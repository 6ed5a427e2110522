//! Node catalog handlers: plugin metadata, config validation, dynamic data.

use axum::extract::{Path, Query, State};
use axum::response::IntoResponse;
use axum::Json;
use nodes::ValueMap;
use serde::Deserialize;
use serde_json::json;
use service::ServiceError;

use crate::response::{success, ApiError};
use crate::AppState;

#[derive(Debug, Deserialize, Default)]
pub struct NodesQuery {
    pub category: Option<String>,
    #[serde(rename = "type")]
    pub kind: Option<String>,
    pub q: Option<String>,
}

#[derive(Debug, Deserialize)]
pub struct ValidatePayload {
    #[serde(default)]
    pub config: ValueMap,
}

#[derive(Debug, Deserialize)]
pub struct DynamicDataPayload {
    pub method: String,
    #[serde(default)]
    pub params: ValueMap,
}

/// List registered plugins (full metadata, including the config schema),
/// optionally narrowed by category, type, or a search query.
pub async fn list(
    State(state): State<AppState>,
    Query(query): Query<NodesQuery>,
) -> Result<impl IntoResponse, ApiError> {
    let registry = &state.ctx.registry;
    let metadata = if let Some(q) = query.q.as_deref() {
        registry.search(q)
    } else if let Some(category) = query.category.as_deref() {
        registry.list_by_category(category)
    } else if let Some(kind) = query.kind.as_deref() {
        registry.list_by_type(kind)
    } else {
        registry.all_metadata()
    };
    Ok(success("ok", metadata))
}

/// Statically validate a user-supplied config blob against a plugin.
pub async fn validate_config(
    State(state): State<AppState>,
    Path(plugin_id): Path<String>,
    Json(payload): Json<ValidatePayload>,
) -> Result<impl IntoResponse, ApiError> {
    let plugin = state
        .ctx
        .registry
        .get(&plugin_id)
        .map_err(ServiceError::from)?;
    plugin.validate(&payload.config).map_err(ServiceError::from)?;
    Ok(success("config is valid", json!({ "valid": true })))
}

/// UI-side helper: ask a plugin for dynamic suggestions (table names, …).
pub async fn dynamic_data(
    State(state): State<AppState>,
    Path(plugin_id): Path<String>,
    Json(payload): Json<DynamicDataPayload>,
) -> Result<impl IntoResponse, ApiError> {
    let plugin = state
        .ctx
        .registry
        .get(&plugin_id)
        .map_err(ServiceError::from)?;
    let data = plugin
        .dynamic_data(&payload.method, &payload.params)
        .map_err(ServiceError::from)?;
    Ok(success("ok", data))
}
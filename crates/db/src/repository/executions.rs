//! Execution repository functions.

use chrono::{DateTime, Utc};
use engine::models::{Execution, ExecutionStatus};
use sqlx::SqlitePool;

use crate::models::ExecutionRow;
use crate::DbError;

const EXECUTION_COLUMNS: &str = "id, workflow_id, workflow_version, name, description, status, \
     trigger_type, trigger_by, trigger_data, context, nodes, metrics, scheduled_at, started_at, \
     completed_at, retry_count, max_retries, retry_strategy, error_msg, error_code, stack_trace, \
     priority, tags, created_at, updated_at, deleted_at";

/// Insert a new execution row.
pub async fn create_execution(pool: &SqlitePool, execution: &Execution) -> Result<(), DbError> {
    let row = ExecutionRow::from_domain(execution)?;
    sqlx::query(
        "INSERT INTO executions (id, workflow_id, workflow_version, name, description, status, \
         trigger_type, trigger_by, trigger_data, context, nodes, metrics, scheduled_at, started_at, \
         completed_at, retry_count, max_retries, retry_strategy, error_msg, error_code, stack_trace, \
         priority, tags, created_at, updated_at, deleted_at) \
         VALUES (?, ?, ?, ?, ?, ?, ?, ?, ?, ?, ?, ?, ?, ?, ?, ?, ?, ?, ?, ?, ?, ?, ?, ?, ?, ?)",
    )
    .bind(&row.id)
    .bind(&row.workflow_id)
    .bind(&row.workflow_version)
    .bind(&row.name)
    .bind(&row.description)
    .bind(&row.status)
    .bind(&row.trigger_type)
    .bind(&row.trigger_by)
    .bind(&row.trigger_data)
    .bind(&row.context)
    .bind(&row.nodes)
    .bind(&row.metrics)
    .bind(row.scheduled_at)
    .bind(row.started_at)
    .bind(row.completed_at)
    .bind(row.retry_count)
    .bind(row.max_retries)
    .bind(&row.retry_strategy)
    .bind(&row.error_msg)
    .bind(&row.error_code)
    .bind(&row.stack_trace)
    .bind(row.priority)
    .bind(&row.tags)
    .bind(row.created_at)
    .bind(row.updated_at)
    .bind(row.deleted_at)
    .execute(pool)
    .await?;
    Ok(())
}

/// Fetch a single live execution by id.
pub async fn get_execution(pool: &SqlitePool, id: &str) -> Result<Execution, DbError> {
    let sql =
        format!("SELECT {EXECUTION_COLUMNS} FROM executions WHERE id = ? AND deleted_at IS NULL");
    let row: Option<ExecutionRow> = sqlx::query_as(&sql).bind(id).fetch_optional(pool).await?;
    row.ok_or(DbError::NotFound)?.into_domain()
}

/// Overwrite every column of an existing execution row.
pub async fn update_execution(pool: &SqlitePool, execution: &Execution) -> Result<(), DbError> {
    let row = ExecutionRow::from_domain(execution)?;
    let result = sqlx::query(
        "UPDATE executions SET workflow_id = ?, workflow_version = ?, name = ?, description = ?, \
         status = ?, trigger_type = ?, trigger_by = ?, trigger_data = ?, context = ?, nodes = ?, \
         metrics = ?, scheduled_at = ?, started_at = ?, completed_at = ?, retry_count = ?, \
         max_retries = ?, retry_strategy = ?, error_msg = ?, error_code = ?, stack_trace = ?, \
         priority = ?, tags = ?, updated_at = ? \
         WHERE id = ? AND deleted_at IS NULL",
    )
    .bind(&row.workflow_id)
    .bind(&row.workflow_version)
    .bind(&row.name)
    .bind(&row.description)
    .bind(&row.status)
    .bind(&row.trigger_type)
    .bind(&row.trigger_by)
    .bind(&row.trigger_data)
    .bind(&row.context)
    .bind(&row.nodes)
    .bind(&row.metrics)
    .bind(row.scheduled_at)
    .bind(row.started_at)
    .bind(row.completed_at)
    .bind(row.retry_count)
    .bind(row.max_retries)
    .bind(&row.retry_strategy)
    .bind(&row.error_msg)
    .bind(&row.error_code)
    .bind(&row.stack_trace)
    .bind(row.priority)
    .bind(&row.tags)
    .bind(Utc::now())
    .bind(&row.id)
    .execute(pool)
    .await?;

    if result.rows_affected() == 0 {
        return Err(DbError::NotFound);
    }
    Ok(())
}

/// Update only the status column, leaving the JSON blobs untouched.
pub async fn update_execution_status(
    pool: &SqlitePool,
    id: &str,
    status: ExecutionStatus,
) -> Result<(), DbError> {
    let result = sqlx::query(
        "UPDATE executions SET status = ?, updated_at = ? WHERE id = ? AND deleted_at IS NULL",
    )
    .bind(status.to_string())
    .bind(Utc::now())
    .bind(id)
    .execute(pool)
    .await?;

    if result.rows_affected() == 0 {
        return Err(DbError::NotFound);
    }
    Ok(())
}

/// List live executions, optionally filtered by workflow and status,
/// ordered by creation time descending, paginated by offset + limit.
pub async fn list_executions(
    pool: &SqlitePool,
    workflow_id: Option<&str>,
    status: Option<ExecutionStatus>,
    offset: u32,
    limit: u32,
) -> Result<Vec<Execution>, DbError> {
    let mut sql = format!("SELECT {EXECUTION_COLUMNS} FROM executions WHERE deleted_at IS NULL");
    if workflow_id.is_some() {
        sql.push_str(" AND workflow_id = ?");
    }
    if status.is_some() {
        sql.push_str(" AND status = ?");
    }
    sql.push_str(" ORDER BY created_at DESC LIMIT ? OFFSET ?");

    let mut query = sqlx::query_as::<_, ExecutionRow>(&sql);
    if let Some(workflow_id) = workflow_id {
        query = query.bind(workflow_id.to_string());
    }
    if let Some(status) = status {
        query = query.bind(status.to_string());
    }
    let rows = query
        .bind(i64::from(limit))
        .bind(i64::from(offset))
        .fetch_all(pool)
        .await?;

    rows.into_iter().map(ExecutionRow::into_domain).collect()
}

/// Count live executions, optionally filtered by workflow and status.
pub async fn count_executions(
    pool: &SqlitePool,
    workflow_id: Option<&str>,
    status: Option<ExecutionStatus>,
) -> Result<i64, DbError> {
    let mut sql = String::from("SELECT COUNT(*) FROM executions WHERE deleted_at IS NULL");
    if workflow_id.is_some() {
        sql.push_str(" AND workflow_id = ?");
    }
    if status.is_some() {
        sql.push_str(" AND status = ?");
    }
    let mut query = sqlx::query_scalar::<_, i64>(&sql);
    if let Some(workflow_id) = workflow_id {
        query = query.bind(workflow_id.to_string());
    }
    if let Some(status) = status {
        query = query.bind(status.to_string());
    }
    Ok(query.fetch_one(pool).await?)
}

/// Count live executions of one workflow whose status is `pending` or
/// `running`. Used by the service to enforce `max_instances`.
pub async fn count_active_executions(pool: &SqlitePool, workflow_id: &str) -> Result<i64, DbError> {
    let count = sqlx::query_scalar::<_, i64>(
        "SELECT COUNT(*) FROM executions \
         WHERE workflow_id = ? AND deleted_at IS NULL AND status IN ('pending', 'running')",
    )
    .bind(workflow_id)
    .fetch_one(pool)
    .await?;
    Ok(count)
}

/// Hard-delete terminal executions created before the cutoff, capped at
/// `max_rows`. Returns how many rows were removed.
pub async fn cleanup_executions(
    pool: &SqlitePool,
    cutoff: DateTime<Utc>,
    max_rows: u32,
) -> Result<u64, DbError> {
    let result = sqlx::query(
        "DELETE FROM executions WHERE id IN ( \
             SELECT id FROM executions \
             WHERE status IN ('completed', 'failed', 'cancelled', 'timeout') AND created_at < ? \
             ORDER BY created_at ASC LIMIT ?)",
    )
    .bind(cutoff)
    .bind(i64::from(max_rows))
    .execute(pool)
    .await?;
    Ok(result.rows_affected())
}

■ **What you will do**
What is wanted is an exact repeat of the lines from the one with "let mut query = sqlx::query_scalar::<_, i64>(&sql);" through the last line of the listing above, and no other text.

■ **Solution below**
    let mut query = sqlx::query_scalar::<_, i64>(&sql);
    if let Some(workflow_id) = workflow_id {
        query = query.bind(workflow_id.to_string());
    }
    if let Some(status) = status {
        query = query.bind(status.to_string());
    }
    Ok(query.fetch_one(pool).await?)
}

/// Count live executions of one workflow whose status is `pending` or
/// `running`. Used by the service to enforce `max_instances`.
pub async fn count_active_executions(pool: &SqlitePool, workflow_id: &str) -> Result<i64, DbError> {
    let count = sqlx::query_scalar::<_, i64>(
        "SELECT COUNT(*) FROM executions \
         WHERE workflow_id = ? AND deleted_at IS NULL AND status IN ('pending', 'running')",
    )
    .bind(workflow_id)
    .fetch_one(pool)
    .await?;
    Ok(count)
}

/// Hard-delete terminal executions created before the cutoff, capped at
/// `max_rows`. Returns how many rows were removed.
pub async fn cleanup_executions(
    pool: &SqlitePool,
    cutoff: DateTime<Utc>,
    max_rows: u32,
) -> Result<u64, DbError> {
    let result = sqlx::query(
        "DELETE FROM executions WHERE id IN ( \
             SELECT id FROM executions \
             WHERE status IN ('completed', 'failed', 'cancelled', 'timeout') AND created_at < ? \
             ORDER BY created_at ASC LIMIT ?)",
    )
    .bind(cutoff)
    .bind(i64::from(max_rows))
    .execute(pool)
    .await?;
    Ok(result.rows_affected())
}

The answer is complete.